## EXERCISE DIRECTIONS
Take the data below and filter it for lines containing the word "WhisperSegment"; show each line found.

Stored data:
----
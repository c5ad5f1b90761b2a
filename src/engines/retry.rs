use std::future::Future;
use std::time::Duration;

use crate::PipelineResult;

/// Bounded retry policy for transient failures
#[derive(Debug, Clone, Copy)]
pub struct RetryPolicy {
    pub max_attempts: u32,
    pub base_delay: Duration,
}

impl RetryPolicy {
    pub fn new(retry_count: u32) -> Self {
        Self {
            max_attempts: retry_count.max(1),
            base_delay: Duration::from_millis(200),
        }
    }

    /// Policy that never retries, for callers that want a single attempt
    pub fn once() -> Self {
        Self {
            max_attempts: 1,
            base_delay: Duration::from_millis(0),
        }
    }
}

/// Run `operation` with exponential backoff, retrying only retryable error
/// kinds (model inference, timeouts). Validation errors fail immediately.
pub async fn with_retry<T, F, Fut>(
    policy: RetryPolicy,
    operation: &str,
    mut f: F,
) -> PipelineResult<T>
where
    F: FnMut() -> Fut,
    Fut: Future<Output = PipelineResult<T>>,
{
    let mut attempt = 0u32;

    loop {
        attempt += 1;

        match f().await {
            Ok(value) => return Ok(value),
            Err(e) if e.is_retryable() && attempt < policy.max_attempts => {
                let delay = policy.base_delay * 2u32.saturating_pow(attempt - 1);
                tracing::warn!(
                    operation,
                    attempt,
                    max_attempts = policy.max_attempts,
                    delay_ms = delay.as_millis() as u64,
                    error = %e,
                    "Transient failure, retrying"
                );
                tokio::time::sleep(delay).await;
            }
            Err(e) => return Err(e),
        }
    }
}

/// Like [`with_retry`], but absorbs the final error into a degraded default.
///
/// Used where the pipeline must continue with placeholder content instead of
/// failing the job (captions, embeddings).
pub async fn with_retry_or<T, F, Fut>(
    policy: RetryPolicy,
    operation: &str,
    fallback: T,
    f: F,
) -> T
where
    F: FnMut() -> Fut,
    Fut: Future<Output = PipelineResult<T>>,
{
    match with_retry(policy, operation, f).await {
        Ok(value) => value,
        Err(e) => {
            tracing::warn!(operation, error = %e, "Degrading after retry budget exhausted");
            fallback
        }
    }
}
use async_trait::async_trait;
use serde::Deserialize;
use std::path::Path;
use std::process::Stdio;
use tokio::process::Command;

use super::{RawSegment, SpeechToText};
use crate::{PipelineError, PipelineResult};

/// Speech-to-text engine backed by the `whisper` command-line tool.
///
/// The model is loaded by the external process on each call; the binary keeps
/// its own model cache, so repeated jobs do not re-download weights.
pub struct WhisperTranscriber {
    binary: String,
    model_size: String,
    use_gpu: bool,
}

#[derive(Debug, Deserialize)]
struct WhisperOutput {
    segments: Vec<WhisperSegment>,
}

#[derive(Debug, Deserialize)]
struct WhisperSegment {
    start: f64,
    end: f64,
    text: String,
}

impl WhisperTranscriber {
    pub fn new(model_size: &str, use_gpu: bool) -> Self {
        Self {
            binary: "whisper".to_string(),
            model_size: model_size.to_string(),
            use_gpu,
        }
    }

    /// Check if the whisper binary is available
    pub async fn check_availability(&self) -> bool {
        Command::new(&self.binary)
            .arg("--help")
            .stdout(Stdio::null())
            .stderr(Stdio::null())
            .status()
            .await
            .map(|status| status.success())
            .unwrap_or(false)
    }
}

#[async_trait]
impl SpeechToText for WhisperTranscriber {
    async fn transcribe(&self, audio: &Path) -> PipelineResult<Vec<RawSegment>> {
        let output_dir = tempfile::tempdir()
            .map_err(|e| PipelineError::ModelInference(format!("temp dir: {}", e)))?;

        let device = if self.use_gpu { "cuda" } else { "cpu" };
        tracing::debug!(
            audio = %audio.display(),
            model = %self.model_size,
            device,
            "Running whisper transcription"
        );

        let output = Command::new(&self.binary)
            .args([
                &audio.to_string_lossy() as &str,
                "--model",
                &self.model_size,
                "--device",
                device,
                "--output_format",
                "json",
                "--output_dir",
                &output_dir.path().to_string_lossy(),
                "--verbose",
                "False",
            ])
            .stdout(Stdio::piped())
            .stderr(Stdio::piped())
            .output()
            .await
            .map_err(|e| PipelineError::ModelInference(format!("whisper spawn: {}", e)))?;

        if !output.status.success() {
            let error = String::from_utf8_lossy(&output.stderr);
            return Err(PipelineError::ModelInference(format!(
                "whisper exited with {}: {}",
                output.status, error
            )));
        }

        let stem = audio
            .file_stem()
            .map(|s| s.to_string_lossy().to_string())
            .unwrap_or_else(|| "audio".to_string());
        let json_path = output_dir.path().join(format!("{}.json", stem));

        let content = fs_err::read_to_string(&json_path)
            .map_err(|e| PipelineError::ModelInference(format!("whisper output: {}", e)))?;

        let parsed: WhisperOutput = serde_json::from_str(&content)
            .map_err(|e| PipelineError::ModelInference(format!("whisper json: {}", e)))?;

        let segments = parsed
            .segments
            .into_iter()
            .map(|s| RawSegment {
                start: s.start,
                end: s.end,
                text: s.text.trim().to_string(),
            })
            .filter(|s| !s.text.is_empty())
            .collect();

        Ok(segments)
    }
}
//! videodoc - turns a source video into a structured, illustrated document
//!
//! This library acquires a video, extracts its audio and representative frames,
//! produces a time-aligned transcript, aligns transcript passages with frames,
//! and renders the result as a markdown document ready for an external
//! paginated-document renderer.

pub mod acquire;
pub mod align;
pub mod cli;
pub mod config;
pub mod engines;
pub mod error;
pub mod extract;
pub mod frames;
pub mod guard;
pub mod jobs;
pub mod media;
pub mod output;
pub mod pipeline;
pub mod segment;
pub mod utils;

pub use cli::{Cli, Commands};
pub use config::Config;
pub use error::{ErrorKind, PipelineError};
pub use jobs::{Job, JobId, JobStatus};
pub use pipeline::Pipeline;

/// Result type used at application seams
pub type Result<T> = anyhow::Result<T>;

/// Result type used inside the pipeline, carrying the error taxonomy
pub type PipelineResult<T> = std::result::Result<T, PipelineError>;
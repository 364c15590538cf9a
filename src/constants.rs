//! Timing, threshold and interaction tuning constants.

// Breakpoints (CSS pixels)
pub const BREAKPOINT_TABLET: f32 = 768.0;
pub const BREAKPOINT_DESKTOP: f32 = 1024.0;
pub const BREAKPOINT_WIDE: f32 = 1200.0;

// Smooth scroll
pub const SCROLL_DURATION_SEC: f32 = 1.0; // wheel-driven glide
pub const ANCHOR_SCROLL_DURATION_SEC: f32 = 1.2;
pub const WHEEL_MULTIPLIER: f32 = 1.0;

// Cursor follower
pub const CURSOR_LERP: f32 = 0.15; // trailing outline catch-up per frame
pub const MAGNETIC_DEFAULT_STRENGTH: f32 = 15.0; // percent of pointer displacement

// Header
pub const HEADER_SCROLLED_PX: f32 = 80.0;
pub const HEADER_HIDE_PX: f32 = 150.0;

// Resize handling
pub const RESIZE_DEBOUNCE_SEC: f64 = 0.2;
pub const RESIZE_MIN_DELTA_PX: f32 = 50.0;

// Counter-up
pub const COUNTER_DURATION_SEC: f32 = 1.5;

// Depth stack scroll windows (fractions of a plane's scrub progress)
pub const DEPTH_EMERGE_END: f32 = 0.35;
pub const DEPTH_DISSOLVE_START: f32 = 0.5;
pub const DEPTH_HOVER_BOOST: f32 = 0.01;

// Preloader
pub const PRELOADER_REMOVE_DELAY_SEC: f64 = 0.1;
pub const HERO_DELAY_SEC: f32 = 0.1;

// Contact form (simulated submission)
pub const FORM_SUBMIT_DELAY_SEC: f64 = 1.2;
pub const FORM_SUCCESS_HOLD_SEC: f64 = 2.5;
pub const FORM_PRESSED_SCALE: f32 = 0.98;

// Mobile menu
pub const MENU_LINK_SHIFT_PX: f32 = -20.0;

// Timeline items slide in from the left
pub const TIMELINE_ITEM_SHIFT_PX: f32 = -30.0;
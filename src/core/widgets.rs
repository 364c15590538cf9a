//! Small self-contained interaction widgets: cursor follower, magnetic
//! buttons, counters, header, menu and the contact form state.

use crate::constants::{CURSOR_LERP, HEADER_HIDE_PX, HEADER_SCROLLED_PX, MAGNETIC_DEFAULT_STRENGTH};
use glam::Vec2;

/// Custom cursor: a dot pinned to the pointer and an outline trailing it.
#[derive(Clone, Copy, Debug, PartialEq)]
pub struct CursorFollower {
    pub target: Vec2,
    pub trail: Vec2,
    enabled: bool,
    hover: bool,
    view: bool,
    visible: bool,
}

impl CursorFollower {
    pub fn new(enabled: bool) -> Self {
        Self {
            target: Vec2::ZERO,
            trail: Vec2::ZERO,
            enabled,
            hover: false,
            view: false,
            visible: true,
        }
    }

    #[inline]
    pub fn is_enabled(&self) -> bool {
        self.enabled
    }

    pub fn disable(&mut self) {
        self.enabled = false;
    }

    pub fn pointer_move(&mut self, x: f32, y: f32) {
        self.target = Vec2::new(x, y);
    }

    /// One frame of trailing. Returns `(dot, outline)` positions.
    pub fn tick(&mut self) -> Option<(Vec2, Vec2)> {
        if !self.enabled {
            return None;
        }
        self.trail += (self.target - self.trail) * CURSOR_LERP;
        Some((self.target, self.trail))
    }

    pub fn hover(&self) -> bool {
        self.hover
    }

    pub fn view(&self) -> bool {
        self.view
    }

    pub fn visible(&self) -> bool {
        self.visible
    }

    /// Returns whether the flag changed.
    pub fn set_hover(&mut self, on: bool) -> bool {
        let changed = self.hover != on;
        self.hover = on;
        changed
    }

    pub fn set_view(&mut self, on: bool) -> bool {
        let changed = self.view != on;
        self.view = on;
        changed
    }

    pub fn set_visible(&mut self, on: bool) -> bool {
        let changed = self.visible != on;
        self.visible = on;
        changed
    }
}

/// Offset of a magnetic button: a `strength` percent share of the pointer's
/// displacement from the button centre.
pub fn magnetic_offset(pointer: Vec2, rect_min: Vec2, rect_size: Vec2, strength: f32) -> Vec2 {
    let center = rect_min + rect_size * 0.5;
    (pointer - center) * (strength / 100.0)
}

/// `data-strength` as an integer prefix (`"20px"` is 20); missing, zero or
/// malformed values fall back to the default.
pub fn parse_strength(attr: Option<&str>) -> f32 {
    let Some(raw) = attr else {
        return MAGNETIC_DEFAULT_STRENGTH;
    };
    let raw = raw.trim();
    let digits_end = raw
        .char_indices()
        .find(|(i, c)| !(c.is_ascii_digit() || (*i == 0 && (*c == '-' || *c == '+'))))
        .map(|(i, _)| i)
        .unwrap_or(raw.len());
    match raw[..digits_end].parse::<i32>() {
        Ok(v) if v != 0 => v as f32,
        _ => MAGNETIC_DEFAULT_STRENGTH,
    }
}

/// Counter-up destination parsed from `data-value`.
#[derive(Clone, Copy, Debug, PartialEq)]
pub struct CounterTarget {
    pub value: f64,
    pub decimal: bool,
}

impl CounterTarget {
    pub fn new(value: f64) -> Self {
        Self {
            value,
            decimal: value.fract() != 0.0,
        }
    }

    pub fn parse(attr: &str) -> Option<Self> {
        attr.trim()
            .parse::<f64>()
            .ok()
            .filter(|v| v.is_finite())
            .map(Self::new)
    }

    /// Whole targets render as integers, fractional ones with one decimal.
    pub fn format(&self, current: f64) -> String {
        if self.decimal {
            format!("{:.1}", current)
        } else {
            format!("{}", current.round() as i64)
        }
    }

    pub fn final_text(&self) -> String {
        self.format(self.value)
    }
}

/// Header bar reacting to scroll direction.
#[derive(Clone, Copy, Debug, Default, PartialEq)]
pub struct HeaderState {
    last_scroll: f32,
    pub scrolled: bool,
    pub hidden: bool,
}

impl HeaderState {
    /// Feed a position; returns `(scrolled_changed, hidden_changed)`.
    pub fn update(&mut self, scroll: f32) -> (bool, bool) {
        let scrolled = scroll > HEADER_SCROLLED_PX;
        let hidden = scroll > self.last_scroll && scroll > HEADER_HIDE_PX;
        let changed = (scrolled != self.scrolled, hidden != self.hidden);
        self.scrolled = scrolled;
        self.hidden = hidden;
        self.last_scroll = scroll;
        changed
    }
}

/// Mobile menu. `Closing` lasts until the link fade-out finishes; the
/// smooth scroll stays stopped in every state but `Closed`.
#[derive(Clone, Copy, Debug, Default, PartialEq, Eq)]
pub enum MenuState {
    #[default]
    Closed,
    Open,
    Closing,
}

impl MenuState {
    #[inline]
    pub fn is_open(self) -> bool {
        self == MenuState::Open
    }

    #[inline]
    pub fn holds_scroll(self) -> bool {
        self != MenuState::Closed
    }
}

/// Simulated contact-form submission.
#[derive(Clone, Copy, Debug, Default, PartialEq, Eq)]
pub enum FormPhase {
    #[default]
    Idle,
    Sending,
    Success,
}

/// Keys the page reacts to.
#[derive(Clone, Copy, Debug, PartialEq, Eq)]
pub enum KeyAction {
    CloseMenu,
}

#[inline]
pub fn key_action(key: &str) -> Option<KeyAction> {
    match key {
        "Escape" | "Esc" => Some(KeyAction::CloseMenu),
        _ => None,
    }
}
//! Lifecycle controller: owns the application state and every engine, runs
//! the startup sequence, and turns browser input plus the frame clock into
//! [`Mutation`]s.

use super::{
    animated_elements, hero_initial, hero_timeline, magnetic_offset, preloader_initial,
    preloader_timeline, register_common, register_depth_stack, register_header,
    register_responsive, AnimationConfig, Bindings, Breakpoint, Completion, CounterTarget,
    CursorFollower, Cue, DepthStack, Ease, Effect, ElementId, Environment, FormPhase, HeaderState,
    Layout, MenuState, Prop, Scope, ScrollToOptions, SmoothScroll, Stage, Step, TriggerEvent,
    Visual, NEUTRAL,
};
use crate::constants::{
    COUNTER_DURATION_SEC, FORM_PRESSED_SCALE, FORM_SUBMIT_DELAY_SEC, FORM_SUCCESS_HOLD_SEC,
    MENU_LINK_SHIFT_PX, PRELOADER_REMOVE_DELAY_SEC, RESIZE_DEBOUNCE_SEC, RESIZE_MIN_DELTA_PX,
};
use fnv::FnvHashMap;
use glam::Vec2;

/// One change for the binding layer to apply to the page.
#[derive(Clone, Debug, PartialEq)]
pub enum Mutation {
    /// Write the touched properties of `Visual` as inline style.
    Style(ElementId, Visual),
    Class {
        element: ElementId,
        class: &'static str,
        on: bool,
    },
    Text(ElementId, String),
    /// Move the window to this scroll offset.
    ScrollTo(f32),
    /// Centre a cursor part on `position` (client pixels).
    Cursor { element: ElementId, position: Vec2 },
    Remove(ElementId),
    Disabled(ElementId, bool),
    ResetForm(ElementId),
    /// Append a copy of the element's children to itself.
    DuplicateContent(ElementId),
}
----
## RESULT
    segments: Vec<WhisperSegment>,
struct WhisperSegment {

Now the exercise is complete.